Cormac Boydell:essay by Nicola Gordon Bowe for
“Representing Art in Ireland”,
publ.The Fenton Gallery, 2008, (ISBN 978-0-9544843-8-5).
Cormac Boydell:essay by Nicola Gordon Bowe for
“Representing Art in Ireland”,
publ.The Fenton Gallery, 2008, (ISBN 978-0-9544843-8-5).
Regardless of sculpted form, inscribed image, or possible function, each of Cormac Boydell's hand-built clay pieces seems to have emerged from the very core of the Earth, their lustrous or cratered surfaces layered with molten enamelled colour. Boydell's profound knowledge of the potential interaction of selected minerals and silicates when applied to fired earth enables him to orchestrate the rich fusions of the elements which have become unmistakeably recognizable as intrinsic to his art. By galvanizing air, fire, earth and water with a wealth of mineralogical components, he conjures up timeless forms whose treatment is intensely primitivist, smouldering colour, yet lyrical and joyful. His cumulative skills and singular vision of subtle connectedness with nature allow him to be the instrument of this material transformation.

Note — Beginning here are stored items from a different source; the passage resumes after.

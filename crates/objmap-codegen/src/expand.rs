mod convert;
mod plan;
mod util;

use crate::host::TypeTable;

use objmap_core::{CodeEmitter, Config, PlanGroup, TypeCatalog};
use proc_macro2::TokenStream;
use quote::quote;

/// Renders plan groups as Rust items.
///
/// Every plan becomes a free function, `map_<source>_to_<target>` or
/// `map_<source>_onto_<target>`. When either type is declared in the input,
/// an `objmap::MapTo` or `objmap::MapOnto` impl forwarding to that function
/// is added as well.
pub(crate) struct Expand<'a> {
    types: &'a TypeTable,
}

/// Rendering state for one group.
struct Emit<'a> {
    types: &'a TypeTable,
    catalog: &'a dyn TypeCatalog,

    /// Visibility of the generated functions
    vis: TokenStream,
}

impl<'a> Expand<'a> {
    pub(crate) fn new(types: &'a TypeTable) -> Expand<'a> {
        Expand { types }
    }
}

impl CodeEmitter for Expand<'_> {
    type Output = TokenStream;

    fn emit_group(
        &mut self,
        group: &PlanGroup,
        catalog: &dyn TypeCatalog,
        config: &Config,
    ) -> objmap_core::Result<TokenStream> {
        let emit = Emit {
            types: self.types,
            catalog,
            vis: util::visibility(config.accessibility),
        };

        let mut functions = TokenStream::new();
        let mut impls = TokenStream::new();

        for plan in &group.plans {
            let expanded = emit.plan(plan)?;
            functions.extend(expanded.functions);
            impls.extend(expanded.impls);
        }

        if impls.is_empty() {
            return Ok(functions);
        }

        let impls = util::wrap_in_const(impls);
        Ok(quote! {
            #functions
            #impls
        })
    }
}
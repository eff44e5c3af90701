extern crate proc_macro;

use proc_macro::TokenStream;

/// Declares `#[objmap(..)]` field attributes and checks them. Generates no
/// code; mappings are produced by `objmap generate`.
#[proc_macro_derive(Mappable, attributes(objmap))]
pub fn derive_mappable(input: TokenStream) -> TokenStream {
    match objmap_codegen::check_mappable(input.into()) {
        Ok(output) => output.into(),
        Err(e) => e.to_compile_error().into(),
    }
}

#[proc_macro_attribute]
pub fn mapping_profile(args: TokenStream, item: TokenStream) -> TokenStream {
    match objmap_codegen::check_profile(args.into(), item.into()) {
        Ok(output) => output.into(),
        Err(e) => e.to_compile_error().into(),
    }
}

#[proc_macro_attribute]
pub fn type_mapping(args: TokenStream, item: TokenStream) -> TokenStream {
    hook("type_mapping", args, item)
}

#[proc_macro_attribute]
pub fn mapping_prepare(args: TokenStream, item: TokenStream) -> TokenStream {
    hook("mapping_prepare", args, item)
}

#[proc_macro_attribute]
pub fn post_mapping(args: TokenStream, item: TokenStream) -> TokenStream {
    hook("post_mapping", args, item)
}

#[proc_macro_attribute]
pub fn ignore_members(args: TokenStream, item: TokenStream) -> TokenStream {
    hook("ignore_members", args, item)
}

#[proc_macro_attribute]
pub fn collection_mapping(args: TokenStream, item: TokenStream) -> TokenStream {
    hook("collection_mapping", args, item)
}

fn hook(name: &str, args: TokenStream, item: TokenStream) -> TokenStream {
    match objmap_codegen::check_hook(name, args.into(), item.into()) {
        Ok(output) => output.into(),
        Err(e) => e.to_compile_error().into(),
    }
}
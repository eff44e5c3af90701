//! The host-program view the engine resolves against.
//!
//! The engine never inspects host types directly. Everything it knows about a
//! type (its members, constructors, how values convert between types) comes
//! from a [`TypeCatalog`]. [`MemoryCatalog`] is a complete in-memory
//! implementation that hosts populate up front.

mod memory;
pub use memory::MemoryCatalog;

mod primitive;
pub use primitive::Primitive;

use crate::Result;

/// Opaque identity of a host type.
///
/// Two types are the same type exactly when their ids are equal; catalogs
/// intern generic instances so that structurally equal instances share an id.
#[derive(Debug, Copy, Clone, PartialEq, Eq, PartialOrd, Ord, Hash)]
pub struct TypeId(pub usize);

#[derive(Debug, Clone, PartialEq)]
pub struct TypeInfo {
    /// Display name, also used in diagnostics
    pub name: String,

    pub kind: TypeKind,

    /// Set for the built-in types the engine treats specially
    pub special: Option<SpecialType>,

    /// Set when the type is an instance of a generic definition
    pub generic: Option<GenericInstance>,
}

impl TypeInfo {
    /// Reference types and optional wrappers can hold "no value".
    pub fn is_nullable(&self) -> bool {
        match self.kind {
            TypeKind::Reference | TypeKind::Interface | TypeKind::Array(_) => true,
            TypeKind::Optional(_) => true,
            TypeKind::Value => false,
        }
    }

    pub fn is_array(&self) -> bool {
        matches!(self.kind, TypeKind::Array(_))
    }
}

#[derive(Debug, Copy, Clone, PartialEq, Eq)]
pub enum TypeKind {
    /// A type with reference semantics; values may be absent.
    Reference,

    /// A type with value semantics; values are always present.
    Value,

    Interface,

    /// Optional wrapper around a value type.
    Optional(TypeId),

    /// Built-in array of the given element type.
    Array(TypeId),
}

#[derive(Debug, Copy, Clone, PartialEq, Eq)]
pub enum SpecialType {
    /// The universal type every value converts to.
    Object,
    String,
    Void,
    /// Types owning a resource that must not be copied member-wise.
    Disposable,
    Primitive(Primitive),
    /// Host scalar value types such as durations, timestamps and ids.
    Scalar,
}

#[derive(Debug, Clone, PartialEq, Eq, Hash)]
pub struct GenericInstance {
    pub definition: TypeId,
    pub arguments: Vec<TypeId>,
}

impl GenericInstance {
    /// Returns the single type argument of a one-parameter generic.
    pub fn single_argument(&self) -> Option<TypeId> {
        match self.arguments[..] {
            [arg] => Some(arg),
            _ => None,
        }
    }
}

#[derive(Debug, Clone, PartialEq, Eq, Hash)]
pub struct Member {
    pub name: String,
    pub ty: TypeId,
    pub kind: MemberKind,
    pub readable: bool,
    pub writable: bool,

    /// Writable only while the value is being constructed
    pub init_only: bool,
}

impl Member {
    pub fn field(name: impl Into<String>, ty: TypeId) -> Member {
        Member {
            name: name.into(),
            ty,
            kind: MemberKind::Field,
            readable: true,
            writable: true,
            init_only: false,
        }
    }

    pub fn property(name: impl Into<String>, ty: TypeId) -> Member {
        Member {
            kind: MemberKind::Property,
            ..Member::field(name, ty)
        }
    }

    pub fn parameter(name: impl Into<String>, ty: TypeId) -> Member {
        Member {
            name: name.into(),
            ty,
            kind: MemberKind::Parameter,
            readable: false,
            writable: true,
            init_only: false,
        }
    }

    pub fn read_only(mut self) -> Member {
        self.writable = false;
        self.init_only = false;
        self
    }

    pub fn write_only(mut self) -> Member {
        self.readable = false;
        self
    }

    pub fn init_only(mut self) -> Member {
        self.writable = true;
        self.init_only = true;
        self
    }

    pub fn is_field(&self) -> bool {
        matches!(self.kind, MemberKind::Field)
    }
}

#[derive(Debug, Copy, Clone, PartialEq, Eq, Hash)]
pub enum MemberKind {
    Field,
    Property,
    Parameter,
}

/// A public way to create a value of a type.
#[derive(Debug, Clone, PartialEq, Eq, Hash)]
pub struct Constructor {
    /// Name the host uses to invoke the constructor
    pub name: String,

    pub parameters: Vec<Member>,
}

impl Constructor {
    pub fn new(name: impl Into<String>, parameters: Vec<Member>) -> Constructor {
        Constructor {
            name: name.into(),
            parameters,
        }
    }

    pub fn arity(&self) -> usize {
        self.parameters.len()
    }
}

/// How the host language classifies a conversion between two types.
#[derive(Debug, Copy, Clone, PartialEq, Eq)]
pub enum ConversionClass {
    None,
    Implicit,
    Explicit,
    /// Explicit, but extracts a value out of a wrapper and may fail at runtime.
    ExplicitUnboxing,
}

/// A type recognized as holding zero or more elements of one element type.
#[derive(Debug, Copy, Clone, PartialEq, Eq, Hash)]
pub struct Sequence {
    pub element: TypeId,

    /// The single-argument sequence interface instance the type implements
    pub interface: TypeId,
}

#[derive(Debug, Copy, Clone, PartialEq, Eq, Hash)]
pub enum WellKnown {
    Object,
    String,
}

/// Read-only access to the host's type universe.
pub trait TypeCatalog: Send + Sync {
    fn describe(&self, ty: TypeId) -> Result<&TypeInfo>;

    /// Public constructors in declaration order.
    fn public_constructors(&self, ty: TypeId) -> Result<Vec<Constructor>>;

    /// Public members including inherited ones.
    fn public_members(&self, ty: TypeId) -> Result<Vec<Member>>;

    fn classify_conversion(&self, from: TypeId, to: TypeId) -> ConversionClass;

    fn sequence_of(&self, ty: TypeId) -> Option<Sequence>;

    /// Returns `true` when instances of the generic definition are sequences.
    fn is_sequence_definition(&self, definition: TypeId) -> bool;

    fn well_known(&self, which: WellKnown) -> Option<TypeId>;

    fn type_name(&self, ty: TypeId) -> String {
        match self.describe(ty) {
            Ok(info) => info.name.clone(),
            Err(_) => format!("#{}", ty.0),
        }
    }

    fn is_well_known(&self, ty: TypeId, which: WellKnown) -> bool {
        self.well_known(which) == Some(ty)
    }
}
/// Error built from free-form format arguments.
#[derive(Debug)]
pub(super) struct AdhocError {
    message: Box<str>,
}

impl AdhocError {
    pub(super) fn new(args: core::fmt::Arguments<'_>) -> Self {
        let message = match args.as_str() {
            Some(s) => s.into(),
            None => args.to_string().into(),
        };
        AdhocError { message }
    }
}

impl std::error::Error for AdhocError {}

impl core::fmt::Display for AdhocError {
    fn fmt(&self, f: &mut core::fmt::Formatter) -> core::fmt::Result {
        f.write_str(&self.message)
    }
}
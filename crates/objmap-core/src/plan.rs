//! Resolved mapping plans, the engine's output.

mod builder;
pub use builder::PlanBuilder;

use crate::catalog::{Member, TypeId};
use crate::conversion::Conversion;
use crate::diagnostic::RequestSite;
use crate::identifier::ResolvedConstructor;
use crate::invoke::MethodInvokeDescriptor;

/// Plans for every target requested from one source type.
#[derive(Debug, Clone, PartialEq, Eq)]
pub struct PlanGroup {
    /// Source type, normalized to its sequence interface for collections
    pub source: TypeId,
    pub plans: Vec<MappingPlan>,
}

/// How to produce one target from one source.
#[derive(Debug, Clone, PartialEq, Eq)]
pub struct MappingPlan {
    pub source: TypeId,
    pub target: TypeId,

    /// `false` when the caller supplies the target instance
    pub without_target_instance: bool,

    pub strategy: Strategy,

    /// Member assignments after the target instance exists, in target
    /// member order
    pub assignments: Vec<MemberAssignment>,

    pub post_mapping: Option<MethodInvokeDescriptor>,

    pub null_check: NullCheck,

    pub sites: Vec<RequestSite>,

    /// For collection plans, every concrete source collection type requested
    pub source_types: Vec<TypeId>,
}

#[derive(Debug, Clone, PartialEq, Eq)]
pub enum Strategy {
    /// A type-mapping hook produces the target
    TypeMapping(MethodInvokeDescriptor),

    /// A prepare hook creates the target, remaining members are copied
    Prepare(MethodInvokeDescriptor),

    /// A constructor creates the target, remaining members are initialized
    Construct(ResolvedConstructor),

    /// Members are copied onto the supplied target
    UpdateInPlace,

    /// Elements are mapped and materialized
    Collection(Conversion),
}

#[derive(Debug, Clone, PartialEq, Eq)]
pub struct MemberAssignment {
    pub target: Member,
    pub source: Member,
    pub conversion: Conversion,
}

/// Fail-fast checks emitted before any member is read.
#[derive(Debug, Default, Copy, Clone, PartialEq, Eq)]
pub struct NullCheck {
    pub source: bool,
    pub target: bool,
}

impl MappingPlan {
    pub fn strategy_name(&self) -> &'static str {
        match self.strategy {
            Strategy::TypeMapping(_) => "type-mapping",
            Strategy::Prepare(_) => "prepare",
            Strategy::Construct(_) => "construct",
            Strategy::UpdateInPlace => "update-in-place",
            Strategy::Collection(_) => "collection",
        }
    }

    /// Target member names receiving a value, constructor arguments included.
    pub fn covered_members(&self) -> Vec<&str> {
        let mut names = vec![];
        if let Strategy::Construct(ctor) = &self.strategy {
            names.extend(ctor.arguments.iter().map(|a| a.target.name.as_str()));
        }
        names.extend(self.assignments.iter().map(|a| a.target.name.as_str()));
        names
    }
}
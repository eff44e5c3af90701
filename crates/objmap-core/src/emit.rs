use crate::catalog::TypeCatalog;
use crate::plan::PlanGroup;
use crate::{Config, Result};

/// Renders resolved plans into host code.
///
/// Called once per source group, in the deterministic group order of the
/// pass. Plans arrive fully resolved; an emitter never needs to consult the
/// registry or the caches.
pub trait CodeEmitter {
    type Output;

    fn emit_group(
        &mut self,
        group: &PlanGroup,
        catalog: &dyn TypeCatalog,
        config: &Config,
    ) -> Result<Self::Output>;
}
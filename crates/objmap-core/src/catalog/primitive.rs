#[derive(Debug, Copy, Clone, PartialEq, Eq, Hash)]
pub enum Primitive {
    Bool,
    Char,
    I8,
    I16,
    I32,
    I64,
    I128,
    Isize,
    U8,
    U16,
    U32,
    U64,
    U128,
    Usize,
    F32,
    F64,
}

#[derive(Debug, Copy, Clone)]
enum Numeric {
    Int { signed: bool, bits: u32, pointer: bool },
    Float { bits: u32 },
}

impl Primitive {
    pub const ALL: [Primitive; 16] = [
        Primitive::Bool,
        Primitive::Char,
        Primitive::I8,
        Primitive::I16,
        Primitive::I32,
        Primitive::I64,
        Primitive::I128,
        Primitive::Isize,
        Primitive::U8,
        Primitive::U16,
        Primitive::U32,
        Primitive::U64,
        Primitive::U128,
        Primitive::Usize,
        Primitive::F32,
        Primitive::F64,
    ];

    pub fn name(self) -> &'static str {
        use Primitive::*;

        match self {
            Bool => "bool",
            Char => "char",
            I8 => "i8",
            I16 => "i16",
            I32 => "i32",
            I64 => "i64",
            I128 => "i128",
            Isize => "isize",
            U8 => "u8",
            U16 => "u16",
            U32 => "u32",
            U64 => "u64",
            U128 => "u128",
            Usize => "usize",
            F32 => "f32",
            F64 => "f64",
        }
    }

    pub fn from_name(name: &str) -> Option<Primitive> {
        Primitive::ALL.into_iter().find(|p| p.name() == name)
    }

    pub fn is_numeric(self) -> bool {
        self.numeric().is_some()
    }

    fn numeric(self) -> Option<Numeric> {
        use Primitive::*;

        let int = |signed, bits| Numeric::Int {
            signed,
            bits,
            pointer: false,
        };

        Some(match self {
            I8 => int(true, 8),
            I16 => int(true, 16),
            I32 => int(true, 32),
            I64 => int(true, 64),
            I128 => int(true, 128),
            U8 => int(false, 8),
            U16 => int(false, 16),
            U32 => int(false, 32),
            U64 => int(false, 64),
            U128 => int(false, 128),
            Isize => Numeric::Int {
                signed: true,
                bits: 64,
                pointer: true,
            },
            Usize => Numeric::Int {
                signed: false,
                bits: 64,
                pointer: true,
            },
            F32 => Numeric::Float { bits: 32 },
            F64 => Numeric::Float { bits: 64 },
            Bool | Char => return None,
        })
    }

    /// Lossless conversions the host performs without an explicit cast.
    pub fn widens_to(self, to: Primitive) -> bool {
        use Primitive::*;

        if self == to {
            return true;
        }

        match (self, to) {
            (Bool, _) => matches!(
                to,
                I8 | I16 | I32 | I64 | I128 | Isize | U8 | U16 | U32 | U64 | U128 | Usize
            ),
            (Char, _) => matches!(to, U32 | U64 | U128),
            (U8, Char) => true,
            (_, Bool | Char) => false,
            _ => match (self.numeric(), to.numeric()) {
                (
                    Some(Numeric::Int {
                        signed: from_signed,
                        bits: from_bits,
                        pointer: from_pointer,
                    }),
                    Some(Numeric::Int {
                        signed: to_signed,
                        bits: to_bits,
                        pointer: to_pointer,
                    }),
                ) => {
                    if from_pointer {
                        false
                    } else if to_pointer {
                        match (from_signed, to_signed) {
                            (false, false) => from_bits <= 16,
                            (true, true) => from_bits <= 16,
                            (false, true) => from_bits <= 8,
                            (true, false) => false,
                        }
                    } else {
                        match (from_signed, to_signed) {
                            (true, false) => false,
                            _ => from_bits < to_bits,
                        }
                    }
                }
                (Some(Numeric::Int { bits, pointer, .. }), Some(Numeric::Float { bits: fb })) => {
                    !pointer && if fb == 32 { bits <= 16 } else { bits <= 32 }
                }
                (Some(Numeric::Float { bits: a }), Some(Numeric::Float { bits: b })) => a < b,
                _ => false,
            },
        }
    }

    /// Conversions the host allows only with an explicit cast.
    pub fn casts_to(self, to: Primitive) -> bool {
        use Primitive::*;

        match (self, to) {
            (Char, _) => to.numeric().is_some_and(|n| matches!(n, Numeric::Int { .. })),
            (_, Char) => self == U8,
            (Bool, _) => to.numeric().is_some_and(|n| matches!(n, Numeric::Int { .. })),
            (_, Bool) => false,
            _ => self.is_numeric() && to.is_numeric(),
        }
    }
}

impl core::fmt::Display for Primitive {
    fn fmt(&self, f: &mut core::fmt::Formatter) -> core::fmt::Result {
        f.write_str(self.name())
    }
}
#[derive(Debug, Clone, PartialEq)]
pub struct User {
    pub id: i32,
    pub name: String,
    pub score: Option<u16>,
}

impl User {
    pub fn new(id: i32, name: String, score: Option<u16>) -> User {
        User { id, name, score }
    }
}

#[derive(Debug, Default, PartialEq)]
pub struct UserDto {
    pub id: i64,
    pub name: String,
    pub score: Option<u32>,
    pub audited: bool,
}

#[objmap::mapping_profile]
pub struct Audit;

impl Audit {
    #[objmap::post_mapping]
    fn mark(_source: &User, target: &mut UserDto) {
        target.audited = true;
    }
}

objmap::request!(
    User => UserDto,
    UserDto => User,
    User => &mut UserDto,
    Option<User> => UserDto,
    Vec<User> => Vec<UserDto>,
);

Like the mediaeval painter who selected, gathered and mixed all the materials of his craft, Boydell has consistently kept as close to every stage of the material essence of his work as he did when he first practised as a young geologist. In his wellseasoned hands, chromium, copper, iron, lead, manganese, and cobalt offer sumptuous, unsullied possibilities undreamt of by those who know colours only in tubes. He has written of crocoite as "the most beautiful mineral I know" and gold as "one of the 'Noble Metals' - pure and immutable': Like the Japanese Zen raku tea-bowl masters, he relishes the raw, pitted flux of the vitreous glazes exuded by his pieces in the course of their creation. This he captures in exuberant forms whose cold solidity defies belief. For the thirty or so years that he has been working he has never ceased to maintain an uncompromising closeness to the rugged West Cork landscape which is integral part of every aspect of his life.
Although he admires neolithic vessels, vernacular slipware, prehistoric rock painting, the art of Van Gogh, Matisse, Tapies, Beuys and that of his older Ireland-based contemporaries John ffrench, Oisin Kelly and Grattan Freyer, Boydell's own work appears timeless in its evocative, earth-rooted spontaneity.